Ionescu R M, Smith V F, O'Neill J C, Matthews C R
Department of Chemistry, Life Sciences Consortium and Center for Biomolecular Structure and Function, The Pennsylvania State University, University Park 16802, USA.
Biochemistry. 2000 Aug 8;39(31):9540-50. doi: 10.1021/bi000511y.
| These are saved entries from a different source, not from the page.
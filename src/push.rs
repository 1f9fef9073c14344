//! Push gateway
//!
//! gRPC surface other backend services use to reach connected clients.
//! Delivery goes through the local hub only: a connection held by another
//! gateway process is reported as not found (`SendMessage`) or counted as
//! remote (`SendToUser`), never forwarded.

use std::sync::Arc;

use tonic::{Request, Response, Status};
use tracing::{debug, warn};

use crate::client::PushError;
use crate::hub::Hub;
use crate::ratelimit::RateLimiter;
use crate::registry::ConnectionRegistry;
use crate::rpc::delivery::push_gateway_server::PushGateway;
use crate::rpc::delivery::{
    SendMessageRequest, SendMessageResponse, SendToUserRequest, SendToUserResponse,
};

pub use crate::rpc::delivery::push_gateway_server::PushGatewayServer;

/// PushGateway service implementation
pub struct PushGatewayService {
    hub: Arc<Hub>,
    registry: Arc<dyn ConnectionRegistry>,
    /// Admission control per target connection
    limiter: Option<Arc<dyn RateLimiter>>,
}

impl PushGatewayService {
    pub fn new(
        hub: Arc<Hub>,
        registry: Arc<dyn ConnectionRegistry>,
        limiter: Option<Arc<dyn RateLimiter>>,
    ) -> Self {
        Self {
            hub,
            registry,
            limiter,
        }
    }

    async fn admit(&self, connection_id: &str) -> Result<(), Status> {
        let Some(limiter) = &self.limiter else {
            return Ok(());
        };

        match limiter.allow(connection_id).await {
            Ok(true) => Ok(()),
            Ok(false) => {
                warn!(conn_id = %connection_id, "push rate limit exceeded");
                Err(Status::resource_exhausted("push rate limit exceeded"))
            }
            Err(e) => {
                warn!(conn_id = %connection_id, error = %e, "push limiter unavailable, admitting");
                Ok(())
            }
        }
    }
}

#[tonic::async_trait]
impl PushGateway for PushGatewayService {
    async fn send_message(
        &self,
        request: Request<SendMessageRequest>,
    ) -> Result<Response<SendMessageResponse>, Status> {
        let request = request.into_inner();
        if request.connection_id.is_empty() {
            return Err(Status::invalid_argument("connection_id is required"));
        }

        self.admit(&request.connection_id).await?;

        self.hub
            .push(&request.connection_id, request.payload)
            .await
            .map_err(push_status)?;

        debug!(conn_id = %request.connection_id, "push delivered");
        Ok(Response::new(SendMessageResponse {
            success: true,
            message: "queued".to_string(),
        }))
    }

    async fn send_to_user(
        &self,
        request: Request<SendToUserRequest>,
    ) -> Result<Response<SendToUserResponse>, Status> {
        let request = request.into_inner();
        if request.user_id.is_empty() {
            return Err(Status::invalid_argument("user_id is required"));
        }

        let connections = self
            .registry
            .list_connections_for_user(&request.user_id)
            .await
            .map_err(|e| Status::unavailable(format!("registry unavailable: {e}")))?;

        let mut response = SendToUserResponse::default();
        for connection_id in connections {
            if self.hub.get_client(&connection_id).is_none() {
                response.remote += 1;
                continue;
            }
            if self.admit(&connection_id).await.is_err() {
                response.failed += 1;
                continue;
            }
            match self.hub.push(&connection_id, request.payload.clone()).await {
                Ok(()) => response.delivered += 1,
                Err(e) => {
                    debug!(conn_id = %connection_id, error = %e, "push to user connection failed");
                    response.failed += 1;
                }
            }
        }

        debug!(
            user_id = %request.user_id,
            delivered = response.delivered,
            remote = response.remote,
            failed = response.failed,
            "push to user"
        );
        Ok(Response::new(response))
    }
}

fn push_status(err: PushError) -> Status {
    match err {
        PushError::NotFound(_) => Status::not_found(err.to_string()),
        PushError::QueueFull | PushError::Saturated => Status::resource_exhausted(err.to_string()),
        PushError::Closed => Status::unavailable(err.to_string()),
    }
}

#[cfg(test)]
mod tests {
    use super::*;
    use crate::client::ClientHandle;
    use crate::dispatch::{Dispatcher, MemorySink, RouteTable};
    use crate::ratelimit::{MemoryRateLimiter, RateLimitPolicy};
    use crate::registry::{ConnectionRecord, MemoryRegistry};
    use crate::session::ClientInfo;
    use crate::worker::{WorkerContext, spawn_pool};
    use axum::extract::ws::Message;
    use std::time::Duration;
    use tokio::sync::mpsc;
    use tokio_util::sync::CancellationToken;

    struct Setup {
        hub: Arc<Hub>,
        registry: Arc<MemoryRegistry>,
        root: CancellationToken,
    }

    fn setup() -> Setup {
        let (hub, lanes) = Hub::new(2, 16, Duration::from_secs(1));
        let hub = Arc::new(hub);
        let registry = Arc::new(MemoryRegistry::new(Duration::from_secs(60)));
        let dispatcher = Dispatcher::new(
            Arc::new(MemorySink::new()),
            RouteTable::default(),
            0,
            Duration::from_millis(1),
        );
        let root = CancellationToken::new();
        spawn_pool(
            WorkerContext {
                hub: hub.clone(),
                registry: registry.clone(),
                dispatcher: Arc::new(dispatcher),
                instance_id: "gw-a".to_string(),
                max_connections_per_user: 5,
            },
            lanes,
            root.clone(),
        );
        Setup {
            hub,
            registry,
            root,
        }
    }

    async fn connect(s: &Setup, user: &str, capacity: usize) -> (ClientHandle, mpsc::Receiver<Message>) {
        let info = ClientInfo::new(
            user.to_string(),
            "s1".to_string(),
            "127.0.0.1".to_string(),
            "test".to_string(),
        );
        let (client, rx) = ClientHandle::new(info, capacity, &s.root);
        s.hub.register_client(&client).await.unwrap();
        (client, rx)
    }

    fn send_message(connection_id: &str, payload: &[u8]) -> Request<SendMessageRequest> {
        Request::new(SendMessageRequest {
            connection_id: connection_id.to_string(),
            payload: payload.to_vec(),
        })
    }

    #[tokio::test]
    async fn test_send_message_to_local_connection() {
        let s = setup();
        let service = PushGatewayService::new(s.hub.clone(), s.registry.clone(), None);
        let (client, mut rx) = connect(&s, "u1", 4).await;

        let response = service
            .send_message(send_message(client.connection_id(), b"hello"))
            .await
            .unwrap()
            .into_inner();
        assert!(response.success);
        assert!(matches!(rx.recv().await, Some(Message::Text(t)) if t == "hello"));
    }

    #[tokio::test]
    async fn test_status_mapping() {
        let s = setup();
        let service = PushGatewayService::new(s.hub.clone(), s.registry.clone(), None);

        let status = service.send_message(send_message("", b"x")).await.unwrap_err();
        assert_eq!(status.code(), tonic::Code::InvalidArgument);

        let status = service
            .send_message(send_message("elsewhere", b"x"))
            .await
            .unwrap_err();
        assert_eq!(status.code(), tonic::Code::NotFound);

        let (client, _rx) = connect(&s, "u1", 1).await;
        service
            .send_message(send_message(client.connection_id(), b"1"))
            .await
            .unwrap();
        let status = service
            .send_message(send_message(client.connection_id(), b"2"))
            .await
            .unwrap_err();
        assert_eq!(status.code(), tonic::Code::ResourceExhausted);
    }

    #[tokio::test]
    async fn test_push_rate_limited() {
        let s = setup();
        let limiter = MemoryRateLimiter::new(RateLimitPolicy::new("push_rpc", 1, Duration::from_secs(60)));
        let service = PushGatewayService::new(s.hub.clone(), s.registry.clone(), Some(Arc::new(limiter)));
        let (client, _rx) = connect(&s, "u1", 8).await;

        service
            .send_message(send_message(client.connection_id(), b"1"))
            .await
            .unwrap();
        let status = service
            .send_message(send_message(client.connection_id(), b"2"))
            .await
            .unwrap_err();
        assert_eq!(status.code(), tonic::Code::ResourceExhausted);
    }

    #[tokio::test]
    async fn test_send_to_user_counts_local_and_remote() {
        let s = setup();
        let service = PushGatewayService::new(s.hub.clone(), s.registry.clone(), None);
        let (_a, mut rx_a) = connect(&s, "u1", 4).await;
        let (_b, mut rx_b) = connect(&s, "u1", 4).await;

        // Held by another gateway process
        s.registry
            .create_connection(
                &ConnectionRecord {
                    connection_id: "remote-1".to_string(),
                    user_id: "u1".to_string(),
                    session_id: "s2".to_string(),
                    instance_id: "gw-b".to_string(),
                    source_ip: "10.0.0.2".to_string(),
                    user_agent: "test".to_string(),
                    connected_at: 0,
                },
                5,
            )
            .await
            .unwrap();

        let response = service
            .send_to_user(Request::new(SendToUserRequest {
                user_id: "u1".to_string(),
                payload: b"hi".to_vec(),
            }))
            .await
            .unwrap()
            .into_inner();

        assert_eq!(response.delivered, 2);
        assert_eq!(response.remote, 1);
        assert_eq!(response.failed, 0);
        assert!(rx_a.recv().await.is_some());
        assert!(rx_b.recv().await.is_some());
    }
}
The thermodynamic and spectroscopic properties of a cysteine-free variant of Escherichia coli dihydrofolate reductase (AS-DHFR) were investigated using the combined effects of urea and temperature as denaturing agents. Circular dichroism (CD), absorption, and fluorescence spectra were recorded during temperature-induced unfolding at different urea concentrations and during urea-induced unfolding at different temperatures. The first three vectors obtained by singular-value decomposition of each set of unfolding spectra were incorporated into a global analysis of a unique thermodynamic model. Although individual unfolding profiles can be described as a two-state process, a simultaneous fit of 99 vectors requires a three-state model as the minimal scheme to describe the unfolding reaction along both perturbation axes. The model, which involves native (N), intermediate (I), and unfolded (U) states, predicts a maximum apparent stability, DeltaG degrees (NU), of 6 kcal mol(-)(1) at 15 degrees C, an apparent m(NU) value of 2 kcal mol(-)(1) M(-)(1), and an apparent heat capacity change, DeltaC(p)()(-NU), of 2.5 kcal mol(-)(1) K(-)(1). The intermediate species has a maximum stability of approximately 2 kcal mol(-)(1) and a compactness closer to that of the native than to that of the unfolded state. The population of the intermediate is maximal ( approximately 70%) around 50 degrees C and falls below the limits of detection of > or =2 M urea or at temperatures of <35 or >65 degrees C. The fluorescence properties of the equilibrium intermediate resemble those of a transient intermediate detected during refolding from the urea-denatured state, suggesting that a tryptophan-containing hydrophobic cluster in the adenosine-binding domain plays a key role in both the equilibrium and kinetic reactions. The CD spectroscopic properties of the native state reveal the presence of two principal isoforms that differ in ligand binding affinities and in the packing of the adenosine-binding domain. The relative populations of these species change slightly with temperature and do not depend on the urea concentration, implying that the two native isoforms are well-structured and compact. Global analysis of data from multiple spectroscopic probes and several methods of unfolding is a powerful tool for revealing structural and thermodynamic properties of partially and fully folded forms of DHFR.
利用尿素和温度作为变性剂的联合效应,研究了大肠杆菌二氢叶酸还原酶无半胱氨酸变体(AS-DHFR)的热力学和光谱性质。在不同尿素浓度下温度诱导的去折叠过程以及不同温度下尿素诱导的去折叠过程中,记录了圆二色性(CD)、吸收光谱和荧光光谱。通过对每组去折叠光谱进行奇异值分解得到的前三个向量被纳入到一个独特热力学模型的全局分析中。尽管单个去折叠曲线可以描述为两态过程,但对99个向量的同时拟合需要一个三态模型作为沿两个扰动轴描述去折叠反应的最小方案。该模型涉及天然态(N)、中间态(I)和去折叠态(U),预测在15℃时最大表观稳定性ΔG°(NU)为6 kcal mol⁻¹,表观m(NU)值为2 kcal mol⁻¹ M⁻¹,表观热容变化ΔC(p)()(-NU)为2.5 kcal mol⁻¹ K⁻¹。中间物种的最大稳定性约为2 kcal mol⁻¹,其紧密程度更接近天然态而非去折叠态。中间态的丰度在50℃左右最大(约70%),在>或 =2 M尿素或温度<35℃或>65℃时降至检测限以下。平衡中间态的荧光性质类似于从尿素变性态重折叠过程中检测到的瞬态中间态,这表明腺苷结合结构域中含色氨酸的疏水簇在平衡和动力学反应中都起关键作用。天然态的CD光谱性质揭示了存在两种主要异构体,它们在配体结合亲和力和腺苷结合结构域的堆积方面存在差异。这些物种的相对丰度随温度略有变化,且不依赖于尿素浓度,这意味着两种天然异构体结构良好且紧密。对来自多个光谱探针的数据和几种去折叠方法进行全局分析是揭示DHFR部分折叠和完全折叠形式的结构和热力学性质的有力工具。